The general rule is that an ALJ who resolves issues of fact need not be present at a hearing where testimony is received as long as the ALJ, prior to entering any order, reads a transcript of the evidence received by another ALJ. Kroupa v. Industrial Claim Appeals Office, supra; Ski Depot Rentals, Inc. v. Lynch, 714 P.2d 516 (Colo.App. 1985). An exception exists if, after a remand from another tribunal, an ALJ is required to apply legal principles to technical findings of fact entered by a previous ALJ. Legouffe v. Prestige Homes, Inc., 689 P.2d 697 (Colo.App. 1984). Billingsley held that a de novo hearing may also be required on remand if the case involves highly technical issues requiring a resolution of conflicting testimony given by expert witnesses. In Billingsley the ALJ who considered the case on remand had no opportunity to view the demeanor of the expert witnesses who testified before the first ALJ.
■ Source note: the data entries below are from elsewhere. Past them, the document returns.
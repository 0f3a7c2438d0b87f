//! Caller-supplied name lists (message names, activity ids, variable names).
//!
//! Assertions take their expected names through [`IntoNames`], which accepts
//! the shapes a test naturally writes (a single `&str`, arrays, slices,
//! vectors) and also the "absent" shapes: `None` for the whole list and
//! `None` entries inside it. Absent values are rejected as caller misuse
//! before the engine is queried.

/// A single name inside a list. `None`-like items represent an absent name.
pub trait NameItem {
    fn into_name(self) -> Option<String>;
}

impl NameItem for &str {
    fn into_name(self) -> Option<String> {
        Some(self.to_string())
    }
}

impl NameItem for String {
    fn into_name(self) -> Option<String> {
        Some(self)
    }
}

impl NameItem for &String {
    fn into_name(self) -> Option<String> {
        Some(self.clone())
    }
}

impl NameItem for Option<&str> {
    fn into_name(self) -> Option<String> {
        self.map(str::to_string)
    }
}

impl NameItem for Option<String> {
    fn into_name(self) -> Option<String> {
        self
    }
}

/// Converts an argument into a list of possibly-absent names.
///
/// Returns `None` when the list itself is absent.
pub trait IntoNames {
    fn into_names(self) -> Option<Vec<Option<String>>>;
}

impl IntoNames for &str {
    fn into_names(self) -> Option<Vec<Option<String>>> {
        Some(vec![Some(self.to_string())])
    }
}

impl IntoNames for String {
    fn into_names(self) -> Option<Vec<Option<String>>> {
        Some(vec![Some(self)])
    }
}

impl<I: NameItem> IntoNames for Vec<I> {
    fn into_names(self) -> Option<Vec<Option<String>>> {
        Some(self.into_iter().map(NameItem::into_name).collect())
    }
}

impl<I: NameItem, const N: usize> IntoNames for [I; N] {
    fn into_names(self) -> Option<Vec<Option<String>>> {
        Some(self.into_iter().map(NameItem::into_name).collect())
    }
}

impl<I: NameItem + Clone> IntoNames for &[I] {
    fn into_names(self) -> Option<Vec<Option<String>>> {
        Some(self.iter().cloned().map(NameItem::into_name).collect())
    }
}

impl<I: NameItem + Clone> IntoNames for &Vec<I> {
    fn into_names(self) -> Option<Vec<Option<String>>> {
        self.as_slice().into_names()
    }
}

impl<I: NameItem + Clone, const N: usize> IntoNames for &[I; N] {
    fn into_names(self) -> Option<Vec<Option<String>>> {
        self.as_slice().into_names()
    }
}

impl<T: IntoNames> IntoNames for Option<T> {
    fn into_names(self) -> Option<Vec<Option<String>>> {
        self.and_then(IntoNames::into_names)
    }
}

/// Validates a name list: it must be present, non-empty and free of absent entries.
///
/// `what` names the argument in the error message, e.g. `"messageNames"`.
pub(crate) fn require_names(names: impl IntoNames, what: &str) -> crate::Result<Vec<String>> {
    let raw = names.into_names();
    let invalid = || {
        crate::Error::illegal_argument(format!(
            "Expecting list of {what} not to be null, not to be empty and not to contain null values: {}.",
            describe(raw.as_deref())
        ))
    };
    let Some(list) = raw.as_ref() else {
        return Err(invalid());
    };
    if list.is_empty() || list.iter().any(Option::is_none) {
        return Err(invalid());
    }
    Ok(list.iter().flatten().cloned().collect())
}

/// Like [`require_names`] but an empty list is allowed.
pub(crate) fn optional_names(names: impl IntoNames, what: &str) -> crate::Result<Vec<String>> {
    let raw = names.into_names();
    match raw.as_deref() {
        Some(list) if list.iter().all(Option::is_some) => {
            Ok(list.iter().flatten().cloned().collect())
        }
        other => Err(crate::Error::illegal_argument(format!(
            "Expecting list of {what} not to be null and not to contain null values: {}.",
            describe(other)
        ))),
    }
}

fn describe(list: Option<&[Option<String>]>) -> String {
    match list {
        None => "null".to_string(),
        Some(list) => {
            let items: Vec<&str> = list.iter().map(|n| n.as_deref().unwrap_or("null")).collect();
            format!("[{}]", items.join(", "))
        }
    }
}

#[cfg(test)]
mod tests {
    use super::*;
    use crate::Error;

    #[test]
    fn single_str_is_one_name() {
        assert_eq!(require_names("myMessage", "messageNames").unwrap(), ["myMessage"]);
    }

    #[test]
    fn arrays_slices_and_vecs_keep_order() {
        let expected = vec!["a".to_string(), "b".to_string()];
        assert_eq!(require_names(["a", "b"], "x").unwrap(), expected);
        assert_eq!(require_names(&["a", "b"][..], "x").unwrap(), expected);
        assert_eq!(require_names(vec!["a".to_string(), "b".to_string()], "x").unwrap(), expected);
        assert_eq!(require_names([Some("a"), Some("b")], "x").unwrap(), expected);
    }

    #[test]
    fn borrowed_vecs_and_arrays_are_accepted() {
        let names = vec!["a".to_string(), "b".to_string()];
        assert_eq!(require_names(&names, "x").unwrap(), names);

        let array = ["a", "b"];
        assert_eq!(require_names(&array, "x").unwrap(), names);

        let with_gap = vec![Some("a".to_string()), None];
        assert!(require_names(&with_gap, "x").unwrap_err().is_illegal_argument());
    }

    #[test]
    fn empty_list_is_rejected() {
        let err = require_names(Vec::<&str>::new(), "messageNames").unwrap_err();
        assert_eq!(
            err,
            Error::IllegalArgument(
                "Expecting list of messageNames not to be null, not to be empty and not to contain null values: [].".into()
            )
        );
    }

    #[test]
    fn absent_list_is_rejected() {
        let err = require_names(None::<Vec<&str>>, "messageNames").unwrap_err();
        assert!(err.is_illegal_argument());
        assert!(err.to_string().ends_with(": null."));
    }

    #[test]
    fn absent_entry_is_rejected() {
        let err = require_names([Some("myMessage"), None], "messageNames").unwrap_err();
        assert!(err.is_illegal_argument());
        assert!(err.to_string().ends_with(": [myMessage, null]."));
    }

    #[test]
    fn optional_names_accepts_empty_but_not_absent() {
        assert!(optional_names(Vec::<&str>::new(), "variableNames").unwrap().is_empty());
        assert!(optional_names(None::<&str>, "variableNames").is_err());
        assert!(optional_names([None::<&str>], "variableNames").is_err());
    }
}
Here, our remand did not require ALJ Friend to apply legal principles to findings entered by ALJ Erickson. Instead, ALJ Friend was permitted to enter entirely new findings of fact based on his own assessment of the record.
Moreover, although the case largely turns on resolution of a disagreement between medical experts over the issue of causation, the case is distinguishable from Billingsley. Unlike the situation in Billingsley, ALJ Friend had the opportunity to observe and evaluate the demeanor of both Dr. Repsher and Dr. Hogle. Further, these were the only two medical experts who gave live testimony before ALJ Erickson. Thus, we consider Billingsley to be inapposite and find no due process violation under the facts present here.
The claimant also notes that before ALJ Erickson the parties presented conflicting testimony concerning the reasons for the claimant's separation from employment. However, this testimony was, at best, peripheral to the central issue in the case and does not warrant a remand for a de novo hearing.
IT IS THEREFORE ORDERED that ALJ Friend's order dated May 5, 2004, is affirmed.
INDUSTRIAL CLAIM APPEALS PANEL
____________________ David Cain
____________________ Kathy E. Dean
Rose K. Selenke, Lakewood, CO, Medical Imaging of Colorado, Englewood, CO, Legal Department, Pinnacol Assurance — Interagency Mail, Mark D. Elliott, Esq., Arvada, CO, (For Claimant).
Gary Truman, Esq., Denver, CO, (For Respondents).